== LISTED ENTRIES ==

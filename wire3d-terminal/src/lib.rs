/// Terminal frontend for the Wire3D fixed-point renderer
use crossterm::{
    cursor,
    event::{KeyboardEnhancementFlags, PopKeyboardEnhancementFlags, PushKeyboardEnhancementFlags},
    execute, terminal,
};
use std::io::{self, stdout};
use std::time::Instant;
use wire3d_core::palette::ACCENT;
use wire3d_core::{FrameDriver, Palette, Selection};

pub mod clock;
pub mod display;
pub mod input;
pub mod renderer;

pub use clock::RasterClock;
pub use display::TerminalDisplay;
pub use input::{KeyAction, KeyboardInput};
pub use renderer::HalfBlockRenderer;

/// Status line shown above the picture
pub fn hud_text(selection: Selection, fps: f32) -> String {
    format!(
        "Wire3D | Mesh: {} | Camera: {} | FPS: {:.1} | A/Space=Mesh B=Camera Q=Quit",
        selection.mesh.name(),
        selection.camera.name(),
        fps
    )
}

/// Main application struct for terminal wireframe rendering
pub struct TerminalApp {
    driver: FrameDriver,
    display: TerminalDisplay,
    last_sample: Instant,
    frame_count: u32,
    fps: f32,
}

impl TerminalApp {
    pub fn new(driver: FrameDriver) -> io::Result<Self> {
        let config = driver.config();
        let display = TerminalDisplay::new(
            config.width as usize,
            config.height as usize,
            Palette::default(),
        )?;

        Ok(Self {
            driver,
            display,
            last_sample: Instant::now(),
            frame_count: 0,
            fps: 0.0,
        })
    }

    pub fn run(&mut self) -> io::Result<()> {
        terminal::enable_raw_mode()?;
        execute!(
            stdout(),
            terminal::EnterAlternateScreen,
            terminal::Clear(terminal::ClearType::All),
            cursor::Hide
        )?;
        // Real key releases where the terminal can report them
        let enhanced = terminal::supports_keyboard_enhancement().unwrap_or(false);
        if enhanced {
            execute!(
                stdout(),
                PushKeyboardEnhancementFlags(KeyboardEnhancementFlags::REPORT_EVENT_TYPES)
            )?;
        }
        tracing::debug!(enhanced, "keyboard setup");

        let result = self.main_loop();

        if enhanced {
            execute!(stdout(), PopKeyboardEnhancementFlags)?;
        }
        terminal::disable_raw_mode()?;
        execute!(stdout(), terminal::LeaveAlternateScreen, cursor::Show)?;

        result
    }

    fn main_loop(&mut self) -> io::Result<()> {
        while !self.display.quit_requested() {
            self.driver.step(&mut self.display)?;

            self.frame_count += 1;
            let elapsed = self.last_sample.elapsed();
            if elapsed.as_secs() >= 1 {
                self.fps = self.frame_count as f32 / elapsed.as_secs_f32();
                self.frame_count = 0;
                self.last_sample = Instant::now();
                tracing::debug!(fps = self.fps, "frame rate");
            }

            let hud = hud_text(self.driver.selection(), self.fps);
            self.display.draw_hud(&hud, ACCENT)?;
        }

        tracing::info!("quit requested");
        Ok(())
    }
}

===
== LISTED ENTRIES ==

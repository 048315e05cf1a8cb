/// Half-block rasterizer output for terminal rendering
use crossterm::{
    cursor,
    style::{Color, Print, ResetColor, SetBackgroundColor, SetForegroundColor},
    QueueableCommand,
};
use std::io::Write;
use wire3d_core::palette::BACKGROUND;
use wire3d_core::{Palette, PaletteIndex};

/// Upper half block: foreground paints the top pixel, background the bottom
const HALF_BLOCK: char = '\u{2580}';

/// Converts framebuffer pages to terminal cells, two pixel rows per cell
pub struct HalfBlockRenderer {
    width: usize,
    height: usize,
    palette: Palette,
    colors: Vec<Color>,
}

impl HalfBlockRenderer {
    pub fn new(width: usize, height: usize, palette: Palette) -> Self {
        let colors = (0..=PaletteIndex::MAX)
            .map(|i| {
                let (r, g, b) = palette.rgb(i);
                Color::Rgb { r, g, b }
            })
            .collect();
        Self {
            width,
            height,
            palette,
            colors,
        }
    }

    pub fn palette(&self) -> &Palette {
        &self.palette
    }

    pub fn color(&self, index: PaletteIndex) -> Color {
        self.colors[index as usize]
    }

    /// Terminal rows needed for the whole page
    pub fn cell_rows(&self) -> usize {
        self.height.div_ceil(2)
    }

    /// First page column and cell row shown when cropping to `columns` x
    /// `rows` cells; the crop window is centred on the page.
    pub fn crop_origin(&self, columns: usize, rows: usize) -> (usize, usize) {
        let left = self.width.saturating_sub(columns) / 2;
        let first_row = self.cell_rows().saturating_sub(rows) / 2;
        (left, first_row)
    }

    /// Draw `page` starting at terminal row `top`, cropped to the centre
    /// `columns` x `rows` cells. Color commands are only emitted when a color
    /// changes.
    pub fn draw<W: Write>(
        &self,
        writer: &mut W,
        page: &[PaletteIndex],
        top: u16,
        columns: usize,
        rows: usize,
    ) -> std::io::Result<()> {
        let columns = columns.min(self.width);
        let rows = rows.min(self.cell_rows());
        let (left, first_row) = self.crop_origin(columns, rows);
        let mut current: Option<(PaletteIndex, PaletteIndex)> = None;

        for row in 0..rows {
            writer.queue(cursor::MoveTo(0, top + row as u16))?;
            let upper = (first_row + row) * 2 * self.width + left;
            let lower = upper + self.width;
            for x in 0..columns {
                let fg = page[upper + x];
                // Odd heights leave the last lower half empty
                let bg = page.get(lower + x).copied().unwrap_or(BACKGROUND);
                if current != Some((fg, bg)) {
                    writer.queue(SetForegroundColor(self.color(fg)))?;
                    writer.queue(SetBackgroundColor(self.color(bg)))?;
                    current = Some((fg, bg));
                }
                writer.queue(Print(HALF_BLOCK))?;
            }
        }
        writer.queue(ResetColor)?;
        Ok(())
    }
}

===
== LISTED ENTRIES ==

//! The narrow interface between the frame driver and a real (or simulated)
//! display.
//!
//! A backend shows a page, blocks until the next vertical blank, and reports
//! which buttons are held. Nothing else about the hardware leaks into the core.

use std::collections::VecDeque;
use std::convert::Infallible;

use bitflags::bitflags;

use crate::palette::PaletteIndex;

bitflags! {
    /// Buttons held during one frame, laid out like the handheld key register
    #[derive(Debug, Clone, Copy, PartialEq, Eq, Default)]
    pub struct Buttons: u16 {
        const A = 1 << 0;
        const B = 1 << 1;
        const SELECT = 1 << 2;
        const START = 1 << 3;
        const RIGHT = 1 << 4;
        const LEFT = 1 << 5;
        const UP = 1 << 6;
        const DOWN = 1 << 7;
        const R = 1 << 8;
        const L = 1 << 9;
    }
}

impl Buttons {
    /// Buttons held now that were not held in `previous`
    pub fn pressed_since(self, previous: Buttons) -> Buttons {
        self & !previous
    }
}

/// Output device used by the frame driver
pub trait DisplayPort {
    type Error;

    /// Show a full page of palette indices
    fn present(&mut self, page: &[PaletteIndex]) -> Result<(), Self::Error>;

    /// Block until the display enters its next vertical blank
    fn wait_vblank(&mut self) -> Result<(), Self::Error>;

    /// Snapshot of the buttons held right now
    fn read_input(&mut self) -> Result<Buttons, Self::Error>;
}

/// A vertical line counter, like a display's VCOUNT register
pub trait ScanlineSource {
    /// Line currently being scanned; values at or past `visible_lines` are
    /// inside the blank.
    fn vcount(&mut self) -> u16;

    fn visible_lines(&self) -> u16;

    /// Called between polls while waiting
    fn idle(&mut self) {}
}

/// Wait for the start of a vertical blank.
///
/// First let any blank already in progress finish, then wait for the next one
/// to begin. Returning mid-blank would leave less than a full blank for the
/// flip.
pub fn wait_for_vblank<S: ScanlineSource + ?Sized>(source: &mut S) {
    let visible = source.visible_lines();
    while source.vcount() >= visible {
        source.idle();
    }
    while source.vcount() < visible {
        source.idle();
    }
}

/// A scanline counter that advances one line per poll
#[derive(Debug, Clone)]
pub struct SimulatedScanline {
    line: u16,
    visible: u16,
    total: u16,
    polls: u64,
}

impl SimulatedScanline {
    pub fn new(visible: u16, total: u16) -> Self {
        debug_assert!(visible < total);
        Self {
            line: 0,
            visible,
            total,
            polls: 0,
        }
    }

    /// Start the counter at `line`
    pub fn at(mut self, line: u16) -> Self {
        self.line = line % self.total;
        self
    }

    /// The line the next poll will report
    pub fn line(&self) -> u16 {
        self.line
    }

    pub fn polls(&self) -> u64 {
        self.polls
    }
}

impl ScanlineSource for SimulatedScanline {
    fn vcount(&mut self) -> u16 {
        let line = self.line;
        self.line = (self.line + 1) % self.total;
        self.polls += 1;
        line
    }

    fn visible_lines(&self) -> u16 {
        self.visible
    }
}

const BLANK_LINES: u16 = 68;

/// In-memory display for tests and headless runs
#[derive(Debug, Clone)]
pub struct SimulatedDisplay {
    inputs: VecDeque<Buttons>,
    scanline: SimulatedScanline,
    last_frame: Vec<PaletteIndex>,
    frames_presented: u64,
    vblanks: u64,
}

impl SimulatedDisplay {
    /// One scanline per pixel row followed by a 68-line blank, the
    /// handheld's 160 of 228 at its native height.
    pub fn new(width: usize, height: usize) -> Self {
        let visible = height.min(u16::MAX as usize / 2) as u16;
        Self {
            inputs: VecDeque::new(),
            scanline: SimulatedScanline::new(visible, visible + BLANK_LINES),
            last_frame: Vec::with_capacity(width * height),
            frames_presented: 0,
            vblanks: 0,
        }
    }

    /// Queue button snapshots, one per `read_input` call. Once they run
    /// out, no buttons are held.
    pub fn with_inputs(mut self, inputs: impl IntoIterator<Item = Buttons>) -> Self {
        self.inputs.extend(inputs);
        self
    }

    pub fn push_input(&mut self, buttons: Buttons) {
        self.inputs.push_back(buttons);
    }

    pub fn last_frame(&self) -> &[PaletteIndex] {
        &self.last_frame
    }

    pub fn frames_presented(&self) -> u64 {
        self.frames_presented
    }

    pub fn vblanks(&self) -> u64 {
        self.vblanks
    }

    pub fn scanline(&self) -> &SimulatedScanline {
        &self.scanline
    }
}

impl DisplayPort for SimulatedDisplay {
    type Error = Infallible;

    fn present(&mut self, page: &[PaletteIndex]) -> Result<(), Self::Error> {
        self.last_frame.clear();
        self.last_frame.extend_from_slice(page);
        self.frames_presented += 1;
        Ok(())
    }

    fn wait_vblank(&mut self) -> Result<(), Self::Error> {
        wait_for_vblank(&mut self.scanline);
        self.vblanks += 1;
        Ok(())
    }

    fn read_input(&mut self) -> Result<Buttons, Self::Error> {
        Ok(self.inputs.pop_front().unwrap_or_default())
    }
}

===

Tallying every line that holds the string "vblanks", report the total for the records and nothing else.

SOLUTION TO THIS PROBLEM: 5